MATERIAL FOR THIS EXERCISE.
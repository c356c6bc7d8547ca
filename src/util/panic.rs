#[allow(unused_macros)]
macro_rules! assert_panics {
    ($run:block) => {
        assert_panics!($run, "assertion failed to panic")
    };
    ($run:block, $msg:literal) => {
        assert!(std::panic::catch_unwind(|| $run).is_err(), $msg);
    };
    ($run:block, $expected:expr, $msg:literal) => {
        match std::panic::catch_unwind(|| $run) {
            Ok(_) => panic!($msg),
            Err(payload) => assert_eq!(
                payload.downcast_ref::<String>().map(String::as_str),
                Some($expected.to_string().as_str()),
                "panicked with an unexpected message"
            ),
        }
    };
}

#[allow(unused_imports)]
pub(crate) use assert_panics;
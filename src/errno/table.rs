use std::borrow::Cow;
use std::collections::HashMap;
use std::sync::LazyLock;

use libc::c_int;

/// The symbolic name reported for codes that have no entry in the table.
pub const UNKNOWN_NAME: &str = "*UNKNOWN*";

#[derive(Debug, Clone, Copy, PartialEq, Eq)]
pub struct ErrnoEntry {
    pub name: &'static str,
    pub description: &'static str,
}

macro_rules! errno_table {
    ($($code:ident => $description:literal,)*) => {
        [$(
            (libc::$code, ErrnoEntry { name: stringify!($code), description: $description }),
        )*]
    };
}

static ERRNO_TABLE: LazyLock<HashMap<c_int, ErrnoEntry>> = LazyLock::new(|| {
    let mut table = HashMap::new();
    table.insert(0, ErrnoEntry { name: "OK", description: "Operation successful" });
    table.extend(errno_table! {
        EPERM => "Operation not permitted",
        ENOENT => "A component of the path does not exist, or the path is an empty string",
        ESRCH => "No such process",
        EINTR => "Interrupted system call",
        EIO => "I/O error",
        ENXIO => "No such device or address",
        E2BIG => "Argument list too long",
        ENOEXEC => "Exec format error",
        EBADF => "Bad file number",
        ECHILD => "No child processes",
        EAGAIN => "Try again",
        ENOMEM => "Out of memory (i.e. kernel memory)",
        EACCES => "Search permission is denied for one of the directories in the path prefix",
        EFAULT => "Bad address",
        ENOTBLK => "Block device required",
        EBUSY => "Device or resource busy",
        EEXIST => "File exists",
        EXDEV => "Cross-device link",
        ENODEV => "No such device",
        ENOTDIR => "A component of the path prefix is not a directory",
        EISDIR => "Is a directory",
        EINVAL => "Invalid argument",
        ENFILE => "File table overflow",
        EMFILE => "Too many open files",
        ENOTTY => "Not a typewriter",
        ETXTBSY => "Text file busy",
        EFBIG => "File too large",
        ENOSPC => "No space left on device",
        ESPIPE => "Illegal seek",
        EROFS => "Read-only file system",
        EMLINK => "Too many links",
        EPIPE => "Broken pipe",
        EDOM => "Math argument out of domain of func",
        ERANGE => "Math result not representable",
        ENAMETOOLONG => "File name too long",
        ELOOP => "Too many symbolic links encountered",
        EOVERFLOW => "File size, inode number or block count cannot be represented",
    });
    table
});

/// Looks up the table entry for `code`, if there is one.
pub fn lookup(code: c_int) -> Option<&'static ErrnoEntry> {
    ERRNO_TABLE.get(&code)
}

/// The symbolic name for `code`, or [`UNKNOWN_NAME`].
pub fn name(code: c_int) -> &'static str {
    lookup(code).map_or(UNKNOWN_NAME, |entry| entry.name)
}

/// The description for `code`. Unknown codes get a description that embeds the number itself.
pub fn description(code: c_int) -> Cow<'static, str> {
    match lookup(code) {
        Some(entry) => Cow::Borrowed(entry.description),
        None => Cow::Owned(format!("Unknown error number ({code})")),
    }
}
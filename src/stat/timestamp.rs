use std::time::{Duration, SystemTime, UNIX_EPOCH};

use derive_more::{Display, Error};

/// A point in time as the kernel reports it, seconds and nanoseconds since the epoch.
#[derive(Debug, Default, Clone, Copy, PartialEq, Eq, PartialOrd, Ord, Hash)]
pub struct Timestamp {
    pub secs: i64,
    pub nanos: i64,
}

#[derive(Debug, Display, Error, Clone, Copy, PartialEq, Eq)]
#[display("timestamp can't be represented as a SystemTime")]
pub struct SystemTimeRangeError;

/// Milliseconds since the epoch. The nanoseconds are truncated, never rounded.
///
/// Filesystems like tmpfs and btrfs store the full 64-bit seconds, so the result saturates at
/// [`i64::MIN`] and [`i64::MAX`] rather than overflowing.
pub const fn millis(secs: i64, nanos: i64) -> i64 {
    secs.saturating_mul(1000).saturating_add(nanos / 1_000_000)
}

impl Timestamp {
    pub const fn new(secs: i64, nanos: i64) -> Timestamp {
        Timestamp { secs, nanos }
    }

    pub(crate) const fn from_raw((secs, nanos): (i64, i64)) -> Timestamp {
        Timestamp::new(secs, nanos)
    }

    pub const fn millis(&self) -> i64 {
        millis(self.secs, self.nanos)
    }

    /// Converts to a [`SystemTime`] with full nanosecond precision, or [`None`] if the platform's
    /// [`SystemTime`] can't represent it.
    pub fn to_system_time(&self) -> Option<SystemTime> {
        let secs = Duration::from_secs(self.secs.unsigned_abs());
        let nanos = Duration::from_nanos(self.nanos.unsigned_abs());

        let whole = if self.secs >= 0 {
            UNIX_EPOCH.checked_add(secs)?
        } else {
            UNIX_EPOCH.checked_sub(secs)?
        };
        if self.nanos >= 0 { whole.checked_add(nanos) } else { whole.checked_sub(nanos) }
    }
}

impl TryFrom<Timestamp> for SystemTime {
    type Error = SystemTimeRangeError;

    fn try_from(value: Timestamp) -> Result<Self, Self::Error> {
        value.to_system_time().ok_or(SystemTimeRangeError)
    }
}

WHAT THIS TASK INVOLVES.
The answer must be every line of the records above that holds the word "const".

WRITTEN REPLY.
pub const UNKNOWN_NAME: &str = "*UNKNOWN*";
pub const fn millis(secs: i64, nanos: i64) -> i64 {
    pub const fn new(secs: i64, nanos: i64) -> Timestamp {
    pub(crate) const fn from_raw((secs, nanos): (i64, i64)) -> Timestamp {
    pub const fn millis(&self) -> i64 {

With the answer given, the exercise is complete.